The complaint alleges that “the truth began to emerge,” first, on August 26, 2021, when the company identified the material weakness in its financial controls relating to its inventory levels, which caused the company’s share price to decline 8.5%. The complaint alleges that the company nevertheless continued to provide reassurance to investors including robust fiscal year revenue guidance.
The complaint further alleges that on November 4, 2021, Peloton “shocked investors” by lowering its fiscal year revenue guidance by a substantial amount “due to declining demand as its customers were increasingly free to exercise outside the home.” The company also disclosed that its inventory value, including finished products held by the company, had increased by 35% over the prior period. The complaint alleges that the company’s share price declined 35% on this news.
The complaint alleges that the defendants violated Sections 10(b) and 20(a) of the Securities Exchange Act of 1934. The complaint seeks damages on behalf of the plaintiff class.
By my count, this new lawsuit represents the 39th COVID-related securities suit to be filed since the initial coronavirus outbreak in the U.S. in March 2020. The lawsuit is also the 15th COVID-related securities suit to be filed so far in calendar year 2021. Though the bulk of the COVID-related securities suits so far were filed in 2020, the fact is that there still has been a substantial among of coronavirus-related securities litigation this year.
The new lawsuit against Peloton arguably represents an interesting new variant in the kinds of circumstances that are leading to securities litigation. The prior pandemic-related securities suits involved three general types of companies: first, companies that experienced a coronavirus outbreak in their facilities (cruise ship lines, private prison systems); second, companies that claimed they would be able to prosper from the pandemic (diagnostic testing companies, vaccine developers); and third companies whose operations or finances were disrupted by the pandemic (real estate developers, private hospital systems).

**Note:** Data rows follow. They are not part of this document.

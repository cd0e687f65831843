//! Reconocimiento de links de la plataforma de video.
//!
//! Hay dos niveles: el match estricto de URLs `watch?v=` sin parámetros
//! extra, que usa la ruta pasiva de mensajes, y el parseo laxo con el que
//! los comandos aceptan cualquier forma de URL y que además extrae el
//! parámetro de playlist (`list=`) y los ids en links `youtu.be`.

use regex::Regex;
use std::sync::OnceLock;
use url::Url;

/// Link reconocido: puede traer id de video, id de playlist, o ambos.
#[derive(Debug, Clone, PartialEq, Eq, Default)]
pub struct ParsedLink {
    pub video: Option<String>,
    pub playlist: Option<String>,
}

fn watch_regex() -> &'static Regex {
    static RE: OnceLock<Regex> = OnceLock::new();
    RE.get_or_init(|| {
        Regex::new(r"^https://(www\.)?youtube\.com/watch\?v=(\S{11})$").expect("regex válida")
    })
}

/// Match estricto del formato `https://www.youtube.com/watch?v=<id>` sin
/// parámetros extra. Devuelve el id de 11 caracteres.
pub fn strict_watch_id(text: &str) -> Option<String> {
    watch_regex()
        .captures(text.trim())
        .and_then(|caps| caps.get(2))
        .map(|m| m.as_str().to_string())
}

/// Parseo laxo: acepta cualquier URL de `youtube.com` o `youtu.be` y extrae
/// lo que traiga. Devuelve `None` si el texto no es una URL de la plataforma.
pub fn parse_link(text: &str) -> Option<ParsedLink> {
    let parsed = Url::parse(text.trim()).ok()?;
    let host = parsed.host_str()?;

    let mut link = ParsedLink::default();
    if host == "youtu.be" || host.ends_with(".youtu.be") {
        let id = parsed.path().trim_start_matches('/');
        if !id.is_empty() {
            link.video = Some(id.to_string());
        }
    } else if host == "youtube.com" || host.ends_with(".youtube.com") {
        link.video = query_param(&parsed, "v");
    } else {
        return None;
    }
    link.playlist = query_param(&parsed, "list");

    Some(link)
}

/// Id de video de una URL en cualquiera de las formas aceptadas.
pub fn video_id_from_url(url: &str) -> Option<String> {
    parse_link(url).and_then(|link| link.video)
}

/// URL canónica de un id de video, la que se hashea para cachear.
pub fn canonical_watch_url(video_id: &str) -> String {
    format!("https://www.youtube.com/watch?v={}", video_id)
}

fn query_param(url: &Url, name: &str) -> Option<String> {
    url.query_pairs()
        .find(|(k, _)| k == name)
        .map(|(_, v)| v.into_owned())
        .filter(|v| !v.is_empty())
}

The lawsuit against Peloton does not fall into any of these three general categories. Instead, the Peleton lawsuit involves a company whose fortunes had initially prospered because of the coronavirus outbreak but whose business then lagged after pandemic-caused circumstances eased. The Peloton lawsuit is not actually the first in this new category. As I noted here in connection with the lawsuit filed earlier this month against online webinar hosting company ON24, that company also experienced a significant pandemic-related surge in demand for its services at the outset of the outbreak, but, after the company had completed an IPO, the company experienced decreased demand as the pandemic-related circumstances changed.
The new lawsuit against Peloton will not be the last COVID-19-related securities lawsuit to be filed. I also suspect strongly that it will not be the last securities suit involving a company that prospered at the outset of the coronavirus outbreak but whose results changed as the pandemic evolved. As the complaint in the Peloton lawsuit suggests, what the company says about the changing circumstances or about the prospect for changing financial results due to changing circumstances will have a lot to do with whether or not a given company will experience a securities lawsuit.
One final note. This is not the first securities class action lawsuit to be filed this year against Peloton. As reported here, the company was sued in April 2021 based on allegations that the company had made misrepresented the safety of its products. The lawsuit followed media reports concerning injuries to children involving the company’s equipment.